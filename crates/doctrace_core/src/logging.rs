//! Core logging bootstrap and safety policy.
//!
//! # Responsibility
//! - Initialize file-based rolling logs exactly once per process.
//! - Emit stable, metadata-only diagnostic events from core.
//!
//! # Invariants
//! - Logging init is idempotent for the same configuration.
//! - Logging initialization must not panic.
//! - Re-initialization with a different directory or level is rejected.

use flexi_logger::{Cleanup, Criterion, FileSpec, Logger, LoggerHandle, Naming, WriteMode};
use log::{error, info};
use once_cell::sync::OnceCell;
use std::path::{Path, PathBuf};

const LOG_FILE_BASENAME: &str = "doctrace";
const MAX_LOG_FILE_SIZE_BYTES: u64 = 10 * 1024 * 1024;
const MAX_LOG_FILES: usize = 5;

static LOGGING_STATE: OnceCell<LoggingState> = OnceCell::new();
static PANIC_HOOK_INSTALLED: OnceCell<()> = OnceCell::new();

struct LoggingState {
    level: &'static str,
    log_dir: PathBuf,
    _logger: LoggerHandle,
}

/// Initializes core logging with level and directory.
///
/// Returns `Ok(())` when logging is active, or a human-readable error
/// string when initialization fails.
///
/// # Invariants
/// - Repeated calls with the same configuration are idempotent.
/// - Calls conflicting with the active configuration are rejected.
/// - Initialization never panics.
pub fn init_logging(level: &str, log_dir: &str) -> Result<(), String> {
    let normalized_level = normalize_level(level)?;
    let normalized_dir = normalize_log_dir(log_dir)?;

    let state = LOGGING_STATE.get_or_try_init(|| -> Result<LoggingState, String> {
        std::fs::create_dir_all(&normalized_dir).map_err(|err| {
            format!(
                "failed to create log directory `{}`: {err}",
                normalized_dir.display()
            )
        })?;

        let logger = Logger::try_with_str(normalized_level)
            .map_err(|err| format!("invalid log level `{normalized_level}`: {err}"))?
            .log_to_file(
                FileSpec::default()
                    .directory(normalized_dir.as_path())
                    .basename(LOG_FILE_BASENAME),
            )
            .rotate(
                Criterion::Size(MAX_LOG_FILE_SIZE_BYTES),
                Naming::Numbers,
                Cleanup::KeepLogFiles(MAX_LOG_FILES),
            )
            .write_mode(WriteMode::BufferAndFlush)
            .append()
            .format_for_files(flexi_logger::detailed_format)
            .start()
            .map_err(|err| format!("failed to start logger: {err}"))?;

        install_panic_hook_once();

        info!(
            "event=core_init module=core status=ok level={} log_dir={} version={}",
            normalized_level,
            normalized_dir.display(),
            env!("CARGO_PKG_VERSION")
        );

        Ok(LoggingState {
            level: normalized_level,
            log_dir: normalized_dir.clone(),
            _logger: logger,
        })
    })?;

    if state.log_dir != normalized_dir {
        return Err(format!(
            "logging already initialized at `{}`; refusing to switch to `{}`",
            state.log_dir.display(),
            normalized_dir.display()
        ));
    }
    if state.level != normalized_level {
        return Err(format!(
            "logging already initialized with level `{}`; refusing to switch to `{}`",
            state.level, normalized_level
        ));
    }

    Ok(())
}

/// Returns `(level, log_dir)` when logging is active, `None` otherwise.
pub fn logging_status() -> Option<(&'static str, PathBuf)> {
    LOGGING_STATE
        .get()
        .map(|state| (state.level, state.log_dir.clone()))
}

/// Returns the default log level for the current build mode.
pub fn default_log_level() -> &'static str {
    if cfg!(debug_assertions) {
        "debug"
    } else {
        "info"
    }
}

fn normalize_level(level: &str) -> Result<&'static str, String> {
    match level.trim().to_ascii_lowercase().as_str() {
        "trace" => Ok("trace"),
        "debug" => Ok("debug"),
        "info" => Ok("info"),
        "warn" | "warning" => Ok("warn"),
        "error" => Ok("error"),
        other => Err(format!(
            "unsupported log level `{other}`; expected trace|debug|info|warn|error"
        )),
    }
}

fn normalize_log_dir(log_dir: &str) -> Result<PathBuf, String> {
    let trimmed = log_dir.trim();
    if trimmed.is_empty() {
        return Err("log_dir cannot be empty".to_string());
    }
    let path = Path::new(trimmed);
    if !path.is_absolute() {
        return Err(format!("log_dir must be an absolute path, got `{trimmed}`"));
    }
    Ok(path.to_path_buf())
}

fn install_panic_hook_once() {
    if PANIC_HOOK_INSTALLED.get().is_some() {
        return;
    }

    let previous_hook = std::panic::take_hook();
    std::panic::set_hook(Box::new(move |panic_info| {
        let location = panic_info
            .location()
            .map(|loc| format!("{}:{}", loc.file(), loc.line()))
            .unwrap_or_else(|| "unknown".to_string());
        error!(
            "event=panic_captured module=core status=error location={location}"
        );
        previous_hook(panic_info);
    }));

    let _ = PANIC_HOOK_INSTALLED.set(());
}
========
Work required: Which of the lines above carry the string "Cleanup"? Pick them out and copy them.

Response to this exercise:
use flexi_logger::{Cleanup, Criterion, FileSpec, Logger, LoggerHandle, Naming, WriteMode};
                Cleanup::KeepLogFiles(MAX_LOG_FILES),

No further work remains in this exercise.